▶ **Work task**
Repeat the lines below exactly as written, please, from the line with "let result = self.framework.serve(listener).await;" to the line with "will never start.", both lines included, and no others.

-- Opening Marker --

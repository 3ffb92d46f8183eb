//! Handler that feeds a live server through a [`MuxListener`].

use std::net::SocketAddr;
use std::sync::{Mutex, MutexGuard, PoisonError};

use crate::handler::{HandlerError, HandlerState};
use crate::net::connection::Connection;
use crate::net::handoff::{HandoffError, HandoffSender};
use crate::net::mux_listener::MuxListener;
use crate::observability::metrics;
use crate::server::Framework;

/// Where the handler is in its single-use lifecycle.
enum Phase {
    /// Holds the listener until `run` moves it into the serve loop.
    Idle(MuxListener),
    Serving,
    Draining,
    Finished,
    /// Shut down before `run`; the idle listener was dropped.
    Cancelled,
}

impl Phase {
    fn state(&self) -> HandlerState {
        match self {
            Phase::Idle(_) => HandlerState::Created,
            Phase::Serving => HandlerState::Running,
            Phase::Draining => HandlerState::ShuttingDown,
            Phase::Finished | Phase::Cancelled => HandlerState::Stopped,
        }
    }
}

/// Binds a [`MuxListener`] to a [`Framework`] instance.
///
/// The listener is owned by the serve loop while it runs and dropped when it
/// returns, which closes the handoff: `handle` calls still waiting at that
/// point give up and close their connection instead of blocking forever.
pub struct ActiveHandler<F: Framework> {
    addr: SocketAddr,
    conns: HandoffSender<Connection>,
    phase: Mutex<Phase>,
    framework: F,
}

impl<F: Framework> ActiveHandler<F> {
    /// Create a handler whose listener reports `addr`.
    pub fn new(addr: SocketAddr, framework: F) -> Self {
        let (listener, conns) = MuxListener::new(addr);
        Self {
            addr,
            conns,
            phase: Mutex::new(Phase::Idle(listener)),
            framework,
        }
    }

    fn phase(&self) -> MutexGuard<'_, Phase> {
        self.phase.lock().unwrap_or_else(PoisonError::into_inner)
    }

    /// Current lifecycle state.
    pub fn state(&self) -> HandlerState {
        self.phase().state()
    }

    /// Hand `conn` to the server's accept loop.
    ///
    /// Waits until the accept loop takes it. There is no timeout; the wait
    /// only ends early if the handler shuts down, in which case `conn` is
    /// closed.
    pub async fn handle(&self, conn: Connection) {
        let id = conn.id();
        let peer_addr = conn.peer_addr();

        match self.conns.put(conn).await {
            Ok(()) => {
                metrics::record_handoff();
                tracing::trace!(connection_id = %id, peer_addr = %peer_addr, "Connection handed off");
            }
            Err(HandoffError::Closed(conn)) => {
                metrics::record_handoff_dropped();
                tracing::warn!(
                    connection_id = %id,
                    peer_addr = %peer_addr,
                    "RPC server is not accepting, closing connection"
                );
                drop(conn);
            }
            Err(HandoffError::Abandoned) => {
                metrics::record_handoff_dropped();
                tracing::warn!(
                    connection_id = %id,
                    peer_addr = %peer_addr,
                    "RPC server stopped before accepting, connection closed"
                );
            }
        }
    }

    /// Run the framework's serve loop and wait for it to end.
    ///
    /// Returns the framework's terminal error unchanged. A handler that was
    /// shut down before it ever ran returns `Ok(())` without serving.
    pub async fn run(&self) -> Result<(), HandlerError<F::Error>> {
        let listener = {
            let mut phase = self.phase();
            match std::mem::replace(&mut *phase, Phase::Serving) {
                Phase::Idle(listener) => listener,
                Phase::Cancelled => {
                    *phase = Phase::Cancelled;
                    tracing::debug!(address = %self.addr, "Handler shut down before run");
                    return Ok(());
                }
                other => {
                    let state = other.state();
                    *phase = other;
                    return Err(HandlerError::AlreadyStarted { state });
                }
            }
        };

        let result = self.framework.serve(listener).await;
        *self.phase() = Phase::Finished;

        match &result {
            Ok(()) => tracing::debug!(address = %self.addr, "Serve loop finished"),
            Err(e) => tracing::error!(address = %self.addr, error = %e, "Serve loop failed"),
        }
        result.map_err(HandlerError::Serve)
    }

    /// Ask the framework to stop accepting and finish in-flight work.
    ///
    /// Meant to be called once. Before `run` this also closes the handoff so
    /// nothing waits on a server that will never start.
    pub fn shutdown(&self) -> Result<(), HandlerError<F::Error>> {
        {
            let mut phase = self.phase();
            match &*phase {
                Phase::Idle(_) => *phase = Phase::Cancelled,
                Phase::Serving => *phase = Phase::Draining,
                Phase::Draining | Phase::Finished | Phase::Cancelled => {}
            }
        }

        tracing::info!(address = %self.addr, "Stopping RPC server");
        self.framework.stop().map_err(HandlerError::Stop)
    }
}

#[cfg(test)]
mod tests {
    use super::*;
    use crate::lifecycle::Shutdown;
    use axum::serve::Listener as _;
    use std::future::Future;
    use std::sync::Arc;
    use std::time::Duration;
    use tokio::io::AsyncReadExt;
    use tokio::sync::mpsc;
    use tokio::time::timeout;

    const LONG: Duration = Duration::from_secs(5);

    #[derive(Debug, Clone, PartialEq, thiserror::Error)]
    #[error("stub failure: {0}")]
    struct StubError(&'static str);

    /// Accepts into a channel until stopped, or fails on demand. After a
    /// stop it keeps running for `drain` before returning.
    struct StubFramework {
        serve_error: Option<StubError>,
        drain: Duration,
        stop_error: Option<StubError>,
        stop: Shutdown,
        accepted: mpsc::UnboundedSender<Connection>,
    }

    impl StubFramework {
        fn new() -> (Self, mpsc::UnboundedReceiver<Connection>) {
            let (accepted, rx) = mpsc::unbounded_channel();
            let stub = Self {
                serve_error: None,
                drain: Duration::ZERO,
                stop_error: None,
                stop: Shutdown::new(),
                accepted,
            };
            (stub, rx)
        }
    }

    impl Framework for StubFramework {
        type Error = StubError;

        fn serve(
            &self,
            mut listener: MuxListener,
        ) -> impl Future<Output = Result<(), StubError>> + Send {
            let serve_error = self.serve_error.clone();
            let drain = self.drain;
            let mut stop = self.stop.subscribe();
            let accepted = self.accepted.clone();
            async move {
                if let Some(e) = serve_error {
                    return Err(e);
                }
                loop {
                    tokio::select! {
                        (conn, _) = listener.accept() => {
                            let _ = accepted.send(conn);
                        }
                        _ = stop.recv() => break,
                    }
                }
                tokio::time::sleep(drain).await;
                Ok(())
            }
        }

        fn stop(&self) -> Result<(), StubError> {
            self.stop.trigger();
            match &self.stop_error {
                Some(e) => Err(e.clone()),
                None => Ok(()),
            }
        }
    }

    fn addr() -> SocketAddr {
        "127.0.0.1:8300".parse().unwrap()
    }

    fn duplex_conn() -> (Connection, tokio::io::DuplexStream) {
        let (client, server) = tokio::io::duplex(64);
        (Connection::new(server, "10.1.1.1:4000".parse().unwrap()), client)
    }

    #[tokio::test]
    async fn run_returns_serve_error_verbatim() {
        let (mut stub, _accepted) = StubFramework::new();
        stub.serve_error = Some(StubError("bind exploded"));
        let handler = ActiveHandler::new(addr(), stub);

        let err = handler.run().await.unwrap_err();
        assert!(matches!(err, HandlerError::Serve(StubError("bind exploded"))));
        assert_eq!(err.to_string(), "stub failure: bind exploded");
        assert_eq!(handler.state(), HandlerState::Stopped);
    }

    #[tokio::test]
    async fn shutting_down_until_serve_returns() {
        let (mut stub, _accepted) = StubFramework::new();
        stub.drain = Duration::from_millis(300);
        let handler = Arc::new(ActiveHandler::new(addr(), stub));

        let running = tokio::spawn({
            let handler = Arc::clone(&handler);
            async move { handler.run().await }
        });
        tokio::time::sleep(Duration::from_millis(50)).await;
        assert_eq!(handler.state(), HandlerState::Running);

        handler.shutdown().unwrap();
        assert_eq!(handler.state(), HandlerState::ShuttingDown);
        tokio::time::sleep(Duration::from_millis(50)).await;
        assert_eq!(handler.state(), HandlerState::ShuttingDown);
        assert!(!running.is_finished());

        timeout(LONG, running).await.unwrap().unwrap().unwrap();
        assert_eq!(handler.state(), HandlerState::Stopped);
    }

    #[tokio::test]
    async fn shutdown_without_stop_error_is_ok() {
        let (stub, _accepted) = StubFramework::new();
        let handler = ActiveHandler::new(addr(), stub);
        assert!(handler.shutdown().is_ok());
    }

    #[tokio::test]
    async fn shutdown_returns_stop_error() {
        let (mut stub, _accepted) = StubFramework::new();
        stub.stop_error = Some(StubError("stop failed"));
        let handler = ActiveHandler::new(addr(), stub);

        let err = handler.shutdown().unwrap_err();
        assert!(matches!(err, HandlerError::Stop(StubError("stop failed"))));
    }

    #[tokio::test]
    async fn lifecycle_walks_state_machine() {
        let (stub, _accepted) = StubFramework::new();
        let handler = Arc::new(ActiveHandler::new(addr(), stub));
        assert_eq!(handler.state(), HandlerState::Created);

        let running = tokio::spawn({
            let handler = handler.clone();
            async move { handler.run().await }
        });
        tokio::time::sleep(Duration::from_millis(50)).await;
        assert_eq!(handler.state(), HandlerState::Running);

        handler.shutdown().unwrap();
        assert!(timeout(LONG, running).await.unwrap().unwrap().is_ok());
        assert_eq!(handler.state(), HandlerState::Stopped);

        let again = handler.run().await.unwrap_err();
        assert!(matches!(
            again,
            HandlerError::AlreadyStarted {
                state: HandlerState::Stopped
            }
        ));
    }

    #[tokio::test]
    async fn handled_connections_reach_accept_loop_in_order() {
        let (stub, mut accepted) = StubFramework::new();
        let handler = Arc::new(ActiveHandler::new(addr(), stub));
        let running = tokio::spawn({
            let handler = handler.clone();
            async move { handler.run().await }
        });

        let mut ids = Vec::new();
        let mut clients = Vec::new();
        for _ in 0..4 {
            let (conn, client) = duplex_conn();
            ids.push(conn.id());
            clients.push(client);
            timeout(LONG, handler.handle(conn)).await.unwrap();
        }

        for expected in ids {
            let conn = timeout(LONG, accepted.recv()).await.unwrap().unwrap();
            assert_eq!(conn.id(), expected);
        }

        handler.shutdown().unwrap();
        timeout(LONG, running).await.unwrap().unwrap().unwrap();
    }

    #[tokio::test]
    async fn shutdown_before_run_releases_pending_handle() {
        let (stub, _accepted) = StubFramework::new();
        let handler = Arc::new(ActiveHandler::new(addr(), stub));

        let (conn, mut client) = duplex_conn();
        let pending = tokio::spawn({
            let handler = handler.clone();
            async move { handler.handle(conn).await }
        });
        tokio::time::sleep(Duration::from_millis(50)).await;
        assert!(!pending.is_finished(), "handle returned without a consumer");

        handler.shutdown().unwrap();
        timeout(LONG, pending).await.unwrap().unwrap();

        let mut buf = [0u8; 1];
        assert_eq!(client.read(&mut buf).await.unwrap(), 0);

        // A cancelled handler never serves.
        assert!(timeout(LONG, handler.run()).await.unwrap().is_ok());
        assert_eq!(handler.state(), HandlerState::Stopped);
    }

    #[tokio::test]
    async fn handle_after_stop_closes_connection() {
        let (stub, _accepted) = StubFramework::new();
        let handler = Arc::new(ActiveHandler::new(addr(), stub));
        let running = tokio::spawn({
            let handler = handler.clone();
            async move { handler.run().await }
        });
        tokio::time::sleep(Duration::from_millis(50)).await;
        handler.shutdown().unwrap();
        timeout(LONG, running).await.unwrap().unwrap().unwrap();

        let (conn, mut client) = duplex_conn();
        timeout(LONG, handler.handle(conn)).await.unwrap();
        let mut buf = [0u8; 1];
        assert_eq!(client.read(&mut buf).await.unwrap(), 0);
    }
}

-- Closing Marker --

▶ **Response area**
        let result = self.framework.serve(listener).await;
        *self.phase() = Phase::Finished;

        match &result {
            Ok(()) => tracing::debug!(address = %self.addr, "Serve loop finished"),
            Err(e) => tracing::error!(address = %self.addr, error = %e, "Serve loop failed"),
        }
        result.map_err(HandlerError::Serve)
    }

    /// Ask the framework to stop accepting and finish in-flight work.
    ///
    /// Meant to be called once. Before `run` this also closes the handoff so
    /// nothing waits on a server that will never start.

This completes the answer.